ASSIGNMENT: Return all lines in the data where the string "ChartPage" can be found.

DATASET:
* * * * * * *

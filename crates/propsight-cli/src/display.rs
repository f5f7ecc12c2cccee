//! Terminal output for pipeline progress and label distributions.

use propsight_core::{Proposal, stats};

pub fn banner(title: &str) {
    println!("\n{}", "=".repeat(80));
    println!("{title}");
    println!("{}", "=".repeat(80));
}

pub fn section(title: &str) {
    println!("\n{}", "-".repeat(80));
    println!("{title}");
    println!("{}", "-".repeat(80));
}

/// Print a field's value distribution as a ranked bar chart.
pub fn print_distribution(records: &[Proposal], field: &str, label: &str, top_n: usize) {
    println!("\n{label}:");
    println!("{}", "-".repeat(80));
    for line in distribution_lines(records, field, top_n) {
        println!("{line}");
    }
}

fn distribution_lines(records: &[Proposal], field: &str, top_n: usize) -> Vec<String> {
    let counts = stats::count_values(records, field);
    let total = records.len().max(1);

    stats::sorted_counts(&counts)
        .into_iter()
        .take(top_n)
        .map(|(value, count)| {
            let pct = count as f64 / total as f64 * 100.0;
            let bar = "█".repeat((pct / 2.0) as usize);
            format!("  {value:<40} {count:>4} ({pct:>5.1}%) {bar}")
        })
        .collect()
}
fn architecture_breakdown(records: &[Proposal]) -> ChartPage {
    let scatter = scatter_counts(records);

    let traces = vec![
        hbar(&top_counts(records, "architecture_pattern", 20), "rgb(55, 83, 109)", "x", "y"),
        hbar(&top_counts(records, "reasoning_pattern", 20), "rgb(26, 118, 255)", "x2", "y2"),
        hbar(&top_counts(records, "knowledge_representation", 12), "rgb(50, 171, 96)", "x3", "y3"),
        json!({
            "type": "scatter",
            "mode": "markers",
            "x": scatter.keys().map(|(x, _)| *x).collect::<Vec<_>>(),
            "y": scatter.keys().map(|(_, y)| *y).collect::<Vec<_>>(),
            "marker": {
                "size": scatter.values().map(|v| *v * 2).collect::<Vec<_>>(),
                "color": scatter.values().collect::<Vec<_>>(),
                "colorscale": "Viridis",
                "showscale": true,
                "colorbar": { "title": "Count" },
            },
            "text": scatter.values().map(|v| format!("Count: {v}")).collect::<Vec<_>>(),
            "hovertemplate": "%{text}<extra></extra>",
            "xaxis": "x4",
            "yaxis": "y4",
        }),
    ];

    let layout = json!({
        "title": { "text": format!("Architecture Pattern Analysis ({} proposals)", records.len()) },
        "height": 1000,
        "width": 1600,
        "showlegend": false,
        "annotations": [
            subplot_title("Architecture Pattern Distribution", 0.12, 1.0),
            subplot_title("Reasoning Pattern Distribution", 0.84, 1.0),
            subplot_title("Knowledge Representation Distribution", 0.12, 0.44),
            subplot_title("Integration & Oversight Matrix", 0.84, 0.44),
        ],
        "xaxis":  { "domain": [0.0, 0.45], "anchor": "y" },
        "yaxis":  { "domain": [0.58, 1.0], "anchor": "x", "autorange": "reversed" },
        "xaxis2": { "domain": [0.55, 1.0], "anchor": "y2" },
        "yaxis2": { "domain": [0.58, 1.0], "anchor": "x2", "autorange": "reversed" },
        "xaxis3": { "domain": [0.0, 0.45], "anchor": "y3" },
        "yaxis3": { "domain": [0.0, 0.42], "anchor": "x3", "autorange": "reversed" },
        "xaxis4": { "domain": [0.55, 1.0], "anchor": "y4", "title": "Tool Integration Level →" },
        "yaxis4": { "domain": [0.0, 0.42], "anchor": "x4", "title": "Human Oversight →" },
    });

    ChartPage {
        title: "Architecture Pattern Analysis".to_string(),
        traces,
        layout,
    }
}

* * * * * * *

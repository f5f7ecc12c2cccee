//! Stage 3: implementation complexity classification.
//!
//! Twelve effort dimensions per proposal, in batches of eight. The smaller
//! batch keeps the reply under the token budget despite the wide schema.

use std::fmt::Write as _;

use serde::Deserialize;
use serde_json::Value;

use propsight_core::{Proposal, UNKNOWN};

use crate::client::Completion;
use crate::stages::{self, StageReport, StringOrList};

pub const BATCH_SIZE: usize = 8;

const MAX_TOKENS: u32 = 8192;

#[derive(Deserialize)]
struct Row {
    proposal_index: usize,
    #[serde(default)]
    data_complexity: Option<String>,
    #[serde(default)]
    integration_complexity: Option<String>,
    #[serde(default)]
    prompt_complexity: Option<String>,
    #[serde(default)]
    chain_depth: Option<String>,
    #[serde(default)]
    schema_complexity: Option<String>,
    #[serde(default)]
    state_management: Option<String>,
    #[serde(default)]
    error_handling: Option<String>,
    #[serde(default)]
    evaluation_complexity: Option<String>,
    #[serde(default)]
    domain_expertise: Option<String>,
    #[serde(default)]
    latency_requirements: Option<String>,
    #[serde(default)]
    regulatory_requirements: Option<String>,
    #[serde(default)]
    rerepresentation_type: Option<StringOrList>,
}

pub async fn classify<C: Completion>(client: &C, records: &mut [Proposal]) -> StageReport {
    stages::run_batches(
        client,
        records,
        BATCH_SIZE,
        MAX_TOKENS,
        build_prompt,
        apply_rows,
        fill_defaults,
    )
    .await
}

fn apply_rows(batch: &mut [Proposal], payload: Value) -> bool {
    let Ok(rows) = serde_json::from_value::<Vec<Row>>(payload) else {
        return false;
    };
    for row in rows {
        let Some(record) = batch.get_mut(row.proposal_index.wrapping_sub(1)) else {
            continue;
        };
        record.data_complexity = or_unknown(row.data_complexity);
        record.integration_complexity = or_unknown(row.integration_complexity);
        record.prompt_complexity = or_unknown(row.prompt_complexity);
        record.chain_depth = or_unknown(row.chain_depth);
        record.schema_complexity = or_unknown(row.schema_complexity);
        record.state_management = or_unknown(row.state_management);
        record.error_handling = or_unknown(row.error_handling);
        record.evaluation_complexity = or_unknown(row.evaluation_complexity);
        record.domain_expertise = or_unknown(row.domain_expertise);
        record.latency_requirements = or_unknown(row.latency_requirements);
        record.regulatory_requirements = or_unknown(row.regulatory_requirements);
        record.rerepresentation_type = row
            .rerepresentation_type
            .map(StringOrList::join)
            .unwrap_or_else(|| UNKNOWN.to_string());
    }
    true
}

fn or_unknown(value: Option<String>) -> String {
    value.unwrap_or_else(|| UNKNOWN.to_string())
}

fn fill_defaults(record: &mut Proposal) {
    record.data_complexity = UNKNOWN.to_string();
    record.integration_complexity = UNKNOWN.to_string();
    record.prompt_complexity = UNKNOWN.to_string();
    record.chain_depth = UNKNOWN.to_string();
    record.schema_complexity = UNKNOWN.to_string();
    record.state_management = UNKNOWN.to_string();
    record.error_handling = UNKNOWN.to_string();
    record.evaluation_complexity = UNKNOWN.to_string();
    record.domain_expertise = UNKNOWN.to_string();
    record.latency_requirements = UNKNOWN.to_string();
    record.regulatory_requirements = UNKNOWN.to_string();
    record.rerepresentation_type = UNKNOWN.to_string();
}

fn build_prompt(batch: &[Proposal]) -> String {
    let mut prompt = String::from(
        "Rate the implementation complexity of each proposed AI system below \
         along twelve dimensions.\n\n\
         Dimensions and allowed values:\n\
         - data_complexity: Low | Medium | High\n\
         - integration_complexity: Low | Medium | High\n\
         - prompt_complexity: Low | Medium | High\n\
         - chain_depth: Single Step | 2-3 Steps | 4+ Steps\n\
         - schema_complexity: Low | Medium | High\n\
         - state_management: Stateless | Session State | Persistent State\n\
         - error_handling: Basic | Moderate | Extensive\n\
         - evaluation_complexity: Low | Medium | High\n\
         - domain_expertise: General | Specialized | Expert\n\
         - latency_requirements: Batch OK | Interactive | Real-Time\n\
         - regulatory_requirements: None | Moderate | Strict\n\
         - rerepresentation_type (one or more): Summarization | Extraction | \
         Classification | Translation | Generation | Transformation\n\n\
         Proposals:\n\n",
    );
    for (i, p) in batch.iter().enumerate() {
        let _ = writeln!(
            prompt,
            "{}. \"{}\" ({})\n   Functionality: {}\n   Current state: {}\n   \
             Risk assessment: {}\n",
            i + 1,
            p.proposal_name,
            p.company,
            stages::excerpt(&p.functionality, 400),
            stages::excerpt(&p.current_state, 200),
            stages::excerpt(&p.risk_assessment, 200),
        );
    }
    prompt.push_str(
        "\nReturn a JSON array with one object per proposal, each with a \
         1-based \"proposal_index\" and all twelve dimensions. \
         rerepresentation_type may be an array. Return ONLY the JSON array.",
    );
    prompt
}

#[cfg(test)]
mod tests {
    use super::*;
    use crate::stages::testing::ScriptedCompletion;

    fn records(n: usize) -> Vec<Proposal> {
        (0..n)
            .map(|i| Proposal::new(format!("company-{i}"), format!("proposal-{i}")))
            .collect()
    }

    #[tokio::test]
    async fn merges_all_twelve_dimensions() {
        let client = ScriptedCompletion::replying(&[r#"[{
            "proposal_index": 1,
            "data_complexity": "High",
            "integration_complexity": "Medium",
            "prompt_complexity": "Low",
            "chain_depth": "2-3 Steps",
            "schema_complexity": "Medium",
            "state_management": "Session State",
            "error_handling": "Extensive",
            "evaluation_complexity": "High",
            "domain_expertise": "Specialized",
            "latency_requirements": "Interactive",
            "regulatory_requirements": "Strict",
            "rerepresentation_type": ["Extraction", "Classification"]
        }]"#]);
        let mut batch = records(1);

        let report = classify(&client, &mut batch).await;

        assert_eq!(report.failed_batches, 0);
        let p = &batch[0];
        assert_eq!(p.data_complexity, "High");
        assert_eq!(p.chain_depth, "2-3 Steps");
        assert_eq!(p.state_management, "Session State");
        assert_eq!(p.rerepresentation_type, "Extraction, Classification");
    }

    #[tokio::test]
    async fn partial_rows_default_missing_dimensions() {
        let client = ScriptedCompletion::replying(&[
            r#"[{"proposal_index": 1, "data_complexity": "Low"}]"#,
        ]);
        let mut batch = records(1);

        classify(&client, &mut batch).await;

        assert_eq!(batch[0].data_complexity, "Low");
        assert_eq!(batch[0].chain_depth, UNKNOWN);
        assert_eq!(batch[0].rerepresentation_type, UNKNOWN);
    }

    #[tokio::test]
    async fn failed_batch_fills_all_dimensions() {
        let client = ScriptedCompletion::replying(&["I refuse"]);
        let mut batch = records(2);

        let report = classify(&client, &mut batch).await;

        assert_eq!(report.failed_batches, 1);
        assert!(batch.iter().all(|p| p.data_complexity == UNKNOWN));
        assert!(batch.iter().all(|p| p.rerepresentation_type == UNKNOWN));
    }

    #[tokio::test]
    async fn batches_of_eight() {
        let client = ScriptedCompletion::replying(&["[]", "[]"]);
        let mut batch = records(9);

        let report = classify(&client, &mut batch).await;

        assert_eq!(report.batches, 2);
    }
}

* * * * * * *

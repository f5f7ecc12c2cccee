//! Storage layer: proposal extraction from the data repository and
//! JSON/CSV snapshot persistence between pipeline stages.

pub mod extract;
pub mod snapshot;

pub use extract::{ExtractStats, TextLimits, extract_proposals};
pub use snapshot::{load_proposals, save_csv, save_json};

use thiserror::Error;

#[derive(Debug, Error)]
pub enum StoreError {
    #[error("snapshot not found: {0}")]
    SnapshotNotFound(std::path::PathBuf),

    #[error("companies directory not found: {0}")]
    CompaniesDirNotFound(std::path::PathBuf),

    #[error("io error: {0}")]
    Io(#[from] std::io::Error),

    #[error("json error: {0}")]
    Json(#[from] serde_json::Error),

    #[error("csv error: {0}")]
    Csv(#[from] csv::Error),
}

* * * * * * *

EXERCISE SOLUTION:
fn architecture_breakdown(records: &[Proposal]) -> ChartPage {
    ChartPage {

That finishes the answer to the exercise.